Let A be an artin algebra. We are interested in studying the representation theory of A, thus the category modA of finitely generated right A-modules. For this purpose, we fix a full subcategory indA of modA having as objects exactly one representative from each isomorphism class of indecomposable modules. Following Happel, Reiten and Smalo [19], we define the left part LA to be the full subcategory of indA with objects those modules whose predecessors have projective dimension at most one. The right part is defined dually. These classes, whose definition suggests the interplay between homological properties of an algebra and representation theoretic ones, were heavily investigated and applied (see, for instance, the survey [4]).
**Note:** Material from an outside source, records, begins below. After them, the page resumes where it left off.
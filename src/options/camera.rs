use schemars::JsonSchema;
use serde::{Deserialize, Serialize};

/// How accumulated orbit angles are folded back into range.
#[derive(
    Debug, Clone, Copy, Serialize, Deserialize, PartialEq, Eq, Default, JsonSchema,
)]
#[serde(rename_all = "snake_case")]
pub enum AngleWrap {
    /// Truncated remainder by 360 degrees: the result keeps the sign of the
    /// angle and lies in (-360, 360). 400 becomes 40, -400 becomes -40.
    #[default]
    Degrees,
    /// Once the magnitude exceeds 2π, take the remainder by π, applied to
    /// the degree value as-is. Kept for parity with older viewer builds.
    Legacy,
}

impl AngleWrap {
    /// Fold `angle` (degrees) according to this mode.
    #[must_use]
    pub fn apply(self, angle: f32) -> f32 {
        match self {
            Self::Degrees => angle % 360.0,
            Self::Legacy => {
                if angle.abs() > std::f32::consts::TAU {
                    angle % std::f32::consts::PI
                } else {
                    angle
                }
            }
        }
    }
}

#[derive(Debug, Clone, Serialize, Deserialize, PartialEq, JsonSchema)]
#[schemars(title = "Camera", inline)]
#[serde(default)]
/// Orbit camera defaults and control parameters.
pub struct CameraOptions {
    /// Degrees of rotation per pixel of mouse travel.
    #[schemars(title = "Mouse Sensitivity", range(min = 0.01, max = 1.0), extend("step" = 0.01))]
    pub mouse_sensitivity: f32,
    /// Orbit distance at construction.
    #[schemars(skip)]
    pub initial_distance: f32,
    /// Vertical orbit angle (degrees) at construction and after a reset.
    #[schemars(skip)]
    pub initial_vertical_angle: f32,
    /// Horizontal orbit angle (degrees) at construction and after a reset.
    #[schemars(skip)]
    pub initial_horizontal_angle: f32,
    /// Closest the camera may get to its focus.
    #[schemars(title = "Minimum Distance", range(min = 0.1, max = 5.0), extend("step" = 0.1))]
    pub min_distance: f32,
    /// Focus translation per pixel of mouse travel in pan mode.
    #[schemars(title = "Pan Speed", range(min = 0.001, max = 0.5), extend("step" = 0.001))]
    pub pan_speed: f32,
    /// Lock each drag to the axis of its initial motion.
    #[schemars(title = "Lock Drag Axis")]
    pub lock_drag_axis: bool,
    /// Angle folding behavior.
    #[schemars(skip)]
    pub angle_wrap: AngleWrap,
}

impl Default for CameraOptions {
    fn default() -> Self {
        Self {
            mouse_sensitivity: 0.1,
            initial_distance: 10.0,
            initial_vertical_angle: -45.0,
            initial_horizontal_angle: 30.0,
            min_distance: 0.1,
            pan_speed: 0.05,
            lock_drag_axis: false,
            angle_wrap: AngleWrap::Degrees,
        }
    }
}
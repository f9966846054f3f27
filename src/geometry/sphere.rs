//! Geodesic sphere ("icosphere") generation.
//!
//! A regular icosahedron is subdivided `depth` times: each triangle is split
//! into four through its edge midpoints, and the midpoints are pushed back
//! onto the sphere. Terminal triangles are scaled to the requested radius
//! and translated to the center.

use glam::Vec3;

use super::{Mesh, Triangle, Vertex};
use crate::error::MolscopeError;

/// Subdivision depth used for atom spheres (20 * 4^4 = 5120 triangles).
pub const DEFAULT_SUBDIVISION_DEPTH: u32 = 4;

/// Golden ratio.
const PHI: f32 = 1.618_034;

/// Half the golden ratio; the icosahedron's long coordinate.
const HALF_PHI: f32 = PHI / 2.0;

/// Icosahedron corners built from `(±1/2, 0, ±φ/2)` and its cyclic
/// permutations. Not unit length.
const ICOSAHEDRON_VERTICES: [[f32; 3]; 12] = [
    [0.5, 0.0, HALF_PHI],
    [0.5, 0.0, -HALF_PHI],
    [-0.5, 0.0, HALF_PHI],
    [-0.5, 0.0, -HALF_PHI],
    [HALF_PHI, 0.5, 0.0],
    [HALF_PHI, -0.5, 0.0],
    [-HALF_PHI, 0.5, 0.0],
    [-HALF_PHI, -0.5, 0.0],
    [0.0, HALF_PHI, 0.5],
    [0.0, HALF_PHI, -0.5],
    [0.0, -HALF_PHI, 0.5],
    [0.0, -HALF_PHI, -0.5],
];

/// The 20 faces, as indices into [`ICOSAHEDRON_VERTICES`].
const ICOSAHEDRON_FACES: [[usize; 3]; 20] = [
    [0, 2, 10],
    [0, 10, 5],
    [0, 5, 4],
    [0, 4, 8],
    [0, 8, 2],
    [3, 1, 11],
    [3, 11, 7],
    [3, 7, 6],
    [3, 6, 9],
    [3, 9, 1],
    [2, 6, 7],
    [2, 7, 10],
    [10, 7, 11],
    [10, 11, 5],
    [5, 11, 1],
    [5, 1, 4],
    [4, 1, 9],
    [4, 9, 8],
    [8, 9, 6],
    [8, 6, 2],
];

/// Pending subdivision work: a triangle and how many levels remain.
struct Pending {
    corners: [Vec3; 3],
    depth: u32,
}

/// Subdivide every icosahedron face and return the terminal triangles as
/// unit-length directions, in depth-first order.
fn subdivide_directions(depth: u32) -> Vec<[Vec3; 3]> {
    let capacity = 4usize
        .checked_pow(depth)
        .and_then(|n| n.checked_mul(ICOSAHEDRON_FACES.len()))
        .unwrap_or(0);
    let mut out = Vec::with_capacity(capacity);
    let mut stack = Vec::new();

    for [a, b, c] in ICOSAHEDRON_FACES {
        stack.push(Pending {
            corners: [
                Vec3::from_array(ICOSAHEDRON_VERTICES[a]),
                Vec3::from_array(ICOSAHEDRON_VERTICES[b]),
                Vec3::from_array(ICOSAHEDRON_VERTICES[c]),
            ],
            depth,
        });

        while let Some(Pending { corners, depth }) = stack.pop() {
            let [v1, v2, v3] = corners;
            if depth == 0 {
                out.push([v1.normalize(), v2.normalize(), v3.normalize()]);
                continue;
            }

            let m12 = (v1 + v2).normalize();
            let m23 = (v2 + v3).normalize();
            let m31 = (v3 + v1).normalize();

            // Pushed in reverse so children pop in recursion order.
            let depth = depth - 1;
            for corners in [
                [m12, m23, m31],
                [v3, m31, m23],
                [v2, m23, m12],
                [v1, m12, m31],
            ] {
                stack.push(Pending { corners, depth });
            }
        }
    }

    out
}

fn validate(center: Vec3, radius: f32) -> Result<(), MolscopeError> {
    if !(radius.is_finite() && radius > 0.0) {
        return Err(MolscopeError::InvalidArgument(format!(
            "sphere radius must be positive and finite, got {radius}"
        )));
    }
    let extent = center.abs().max_element() + radius;
    if !extent.is_finite() {
        return Err(MolscopeError::InvalidArgument(format!(
            "sphere at {center} with radius {radius} exceeds the f32 range"
        )));
    }
    if radius <= extent * f32::EPSILON {
        return Err(MolscopeError::InvalidArgument(format!(
            "sphere radius {radius} is below the precision of center {center}"
        )));
    }
    Ok(())
}

/// Terminal triangles of a geodesic sphere.
///
/// Produces `20 * 4^depth` triangles whose vertices all lie at `radius`
/// from `center`.
///
/// # Errors
///
/// [`MolscopeError::InvalidArgument`] for a non-positive or non-finite
/// radius, a non-finite center, or a sphere that leaves the f32 range or
/// collapses onto its center.
pub fn sphere_triangles(
    center: Vec3,
    radius: f32,
    depth: u32,
) -> Result<Vec<Triangle>, MolscopeError> {
    validate(center, radius)?;
    Ok(subdivide_directions(depth)
        .into_iter()
        .map(|[a, b, c]| {
            Triangle::new(
                a * radius + center,
                b * radius + center,
                c * radius + center,
            )
        })
        .collect())
}

/// Generate a geodesic sphere mesh.
///
/// Every vertex carries `color` and the sphere's outward radial normal, so
/// shading stays smooth across the flat facets. Vertices are not shared
/// between triangles.
///
/// # Errors
///
/// Same as [`sphere_triangles`].
pub fn generate_sphere(
    center: Vec3,
    radius: f32,
    color: Vec3,
    depth: u32,
) -> Result<Mesh, MolscopeError> {
    validate(center, radius)?;

    let directions = subdivide_directions(depth);
    let mut vertices = Vec::with_capacity(directions.len() * 3);
    for tri in &directions {
        for &dir in tri {
            vertices.push(Vertex::new(dir * radius + center, color, dir));
        }
    }

    log::debug!(
        "generated sphere: depth {depth}, {} triangles",
        directions.len()
    );
    Ok(Mesh::from_unshared_vertices(vertices))
}
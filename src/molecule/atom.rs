use glam::Vec3;

use crate::error::MolscopeError;
use crate::geometry::{generate_sphere, Mesh};
use crate::options::{ColorOptions, GeometryOptions};
use crate::picking::{picking_mesh, PickId, PickableObject};

/// Per-element lookup tables supplied by the host.
pub trait AtomicData {
    /// Display radius for an element.
    fn atomic_radius(&self, atomic_number: u8) -> f32;
    /// CPK color for an element.
    fn cpk_color(&self, atomic_number: u8) -> Vec3;
    /// Element symbol, e.g. `"C"`.
    fn abbreviation(&self, atomic_number: u8) -> &str;
}

/// An atom drawn as a geodesic sphere.
#[derive(Debug, Clone)]
pub struct Atom {
    id: PickId,
    atomic_number: u8,
    abbreviation: String,
    charge: i8,
    position: Vec3,
    radius: f32,
    color: Vec3,
    mesh: Mesh,
    selection_mesh: Mesh,
}

impl Atom {
    /// Build the spheres for an atom, then take its ID from `next_id`.
    pub(crate) fn new(
        next_id: impl FnOnce() -> Result<PickId, MolscopeError>,
        atomic_number: u8,
        position: Vec3,
        data: &impl AtomicData,
        geometry: &GeometryOptions,
        colors: &ColorOptions,
    ) -> Result<Self, MolscopeError> {
        let radius = data.atomic_radius(atomic_number);
        let color = data.cpk_color(atomic_number);
        let (mesh, selection_mesh) =
            build_meshes(position, radius, color, geometry, colors)?;
        Ok(Self {
            id: next_id()?,
            atomic_number,
            abbreviation: data.abbreviation(atomic_number).to_owned(),
            charge: 0,
            position,
            radius,
            color,
            mesh,
            selection_mesh,
        })
    }

    /// Both spheres centered on `position`, without moving the atom.
    pub(crate) fn meshes_at(
        &self,
        position: Vec3,
        geometry: &GeometryOptions,
        colors: &ColorOptions,
    ) -> Result<(Mesh, Mesh), MolscopeError> {
        build_meshes(position, self.radius, self.color, geometry, colors)
    }

    /// Move to `position`, taking spheres from [`Self::meshes_at`].
    pub(crate) fn place(
        &mut self,
        position: Vec3,
        (mesh, selection_mesh): (Mesh, Mesh),
    ) {
        self.position = position;
        self.mesh = mesh;
        self.selection_mesh = selection_mesh;
    }

    pub(crate) fn set_charge(&mut self, charge: i8) {
        self.charge = charge;
    }

    /// Identifier in the atom picking space.
    #[must_use]
    pub fn id(&self) -> PickId {
        self.id
    }

    /// Atomic number.
    #[must_use]
    pub fn atomic_number(&self) -> u8 {
        self.atomic_number
    }

    /// Element symbol.
    #[must_use]
    pub fn abbreviation(&self) -> &str {
        &self.abbreviation
    }

    /// Formal charge. Neutral unless set.
    #[must_use]
    pub fn charge(&self) -> i8 {
        self.charge
    }

    /// Sphere center.
    #[must_use]
    pub fn position(&self) -> Vec3 {
        self.position
    }

    /// Sphere radius.
    #[must_use]
    pub fn radius(&self) -> f32 {
        self.radius
    }

    /// Sphere color.
    #[must_use]
    pub fn color(&self) -> Vec3 {
        self.color
    }

    /// Shaded sphere mesh.
    #[must_use]
    pub fn mesh(&self) -> &Mesh {
        &self.mesh
    }

    /// Slightly larger halo drawn while selected.
    #[must_use]
    pub fn selection_mesh(&self) -> &Mesh {
        &self.selection_mesh
    }

    /// Sphere in this atom's flat picking color.
    #[must_use]
    pub fn picking_mesh(&self) -> Mesh {
        picking_mesh(&self.mesh, self.id)
    }

    /// One-line summary, e.g. `Atom: C, charge: 0`.
    #[must_use]
    pub fn describe(&self) -> String {
        format!("Atom: {}, charge: {}", self.abbreviation, self.charge)
    }
}

impl PickableObject for Atom {
    fn pick_id(&self) -> PickId {
        self.id
    }
}

fn build_meshes(
    position: Vec3,
    radius: f32,
    color: Vec3,
    geometry: &GeometryOptions,
    colors: &ColorOptions,
) -> Result<(Mesh, Mesh), MolscopeError> {
    let depth = geometry.sphere_subdivision_depth;
    let mesh = generate_sphere(position, radius, color, depth)?;
    let halo = generate_sphere(
        position,
        radius + geometry.atom_selection_padding,
        Vec3::from(colors.selection),
        depth,
    )?;
    Ok((mesh, halo))
}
The initial motivation for this paper comes from the observations, made in [5, 2, 1], that the left part of an arbitrary artin algebra closely resembles that of a tilted algebra. Tilted algebras, introduced by Happel and Ringel in [20], are among the most important and best understood classes of algebras. Many criteria allow to recognise whether a given algebra is tilted or not. Most of them revolve around the existence of a combinatorial configuration, called “complete slice” or “section” inside the module category, see [20, 15, 22, 13, 28, 29, 7]. Perhaps the most efficient is the Liu-Skowronski criterion: they define (combinatorially) a so-called section in an Auslander-Reiten component and prove that, if there exists a section satisfying reasonable algebraic conditions, then the algebra is tilted (see [26, 30] or [9, (Chapter VIII)]). Surprisingly, however, as is shown in [1], none of the known criteria seems to apply directly to the tilted algebras arising from the study of the left part. The first aim of this paper is to derive a more suitable version of the Liu-Skowronski criterion, easier to apply in our case. For this purpose, we define a notion of left section in a translation quiver by weakening one of the Liu-Skowronski axioms for section (see (2.1)). Several known results for sections carry over to left sections, sometimes in a restricted form (see, for instance, (2.2) and (3.2)). We thus obtain our first main theorem.